A Hawk or a Turtle

A few days ago Dad showed Iluka and I a Hawksbill turtle. The rangers had it in a turtle pool in a shed  because it was a floater(a floater is a turtle that can’t dive properly)  . It’s called a Hawksbill turtle because it has a beak like a hawk (a bird of prey). A Hawksbill turtle is also identified by the sharp points on the shell (they become less visible as the turtle gets older). The turtle had barnacles  all over it. Barnacles are shell like creatures that can grow on any solid object that gets covered by water, including turtle shells.

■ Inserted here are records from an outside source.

//! Idempotent keyspace reconciliation for Cassandra and ScyllaDB.
//!
//! Given the declared state of one keyspace, the reconciler inspects the live
//! cluster and issues at most one CREATE, ALTER or DROP KEYSPACE statement.

pub mod cli;
pub mod config;
pub mod diff;
pub mod inspect;
pub mod reconciler;
pub mod replication;
pub mod spec;

#[cfg(test)]
mod mock;

pub use diff::{diff_keyspace, keyspace_is_changed, KeyspaceDiff};
pub use reconciler::{KeyspaceReconciler, Plan, ReconcilerState, ReconciliationResult};
pub use replication::LiveKeyspaceConfig;
pub use spec::DesiredKeyspaceSpec;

The barnacle covered Hawks bill turtle

The barnacle covered Hawks bill turtle

Iluka and the turtle

Iluka and the turtle

The next day it was raining so when there was a break in it Iluka and I took Mum to see  the turtle.  The turtle was being soaked in Condi’s crystals to try and remove some of the barnacles, parasites and lice. A few barnacles had come off but not many. When most of the barnacles had come off the turtle was going to be released back into the ocean.

Hawksbill turtle facts:

  • Hawksbill turtles are omnivores, they feed mainly on sponges but also eat seagrass, soft corals and shellfish.
  • A hatchlings gender depends on the temperature during incubation. Warmer temperatures produce females whereas cooler temperatures produce males.
  • Hawksbill turtles produce eggs the size of ping pong balls. Turtle’s eggs have soft shells so that they drop into the nest without breaking.
  • Turtles lay from about 80 to 120 eggs each time.
  • Turtles come back to the same place where they born to lay their eggs.

I got this information from the  “Marine turtles of the Pilbara Coast” brochure.

Hawksbill Turtle eggs

Hawksbill Turtle eggs

For more information on Hawksbill turtles visit National geographic  or Wikipedia  or for information on barnacles visit Wikipedia or Barnacles


4 thoughts on “A Hawk or a Turtle

  1. Hello there! This post could not be written any better!
    Reading this post reminds me of my previous room mate! He always kept talking about
    this. I will forward this article to him. Pretty sure he will have
    a good read. Many thanks for sharing!


  2. That’s really interesting, I had never heard of them before. Where abouts do they lay their eggs? Is it locally? Or was this one carried with the current?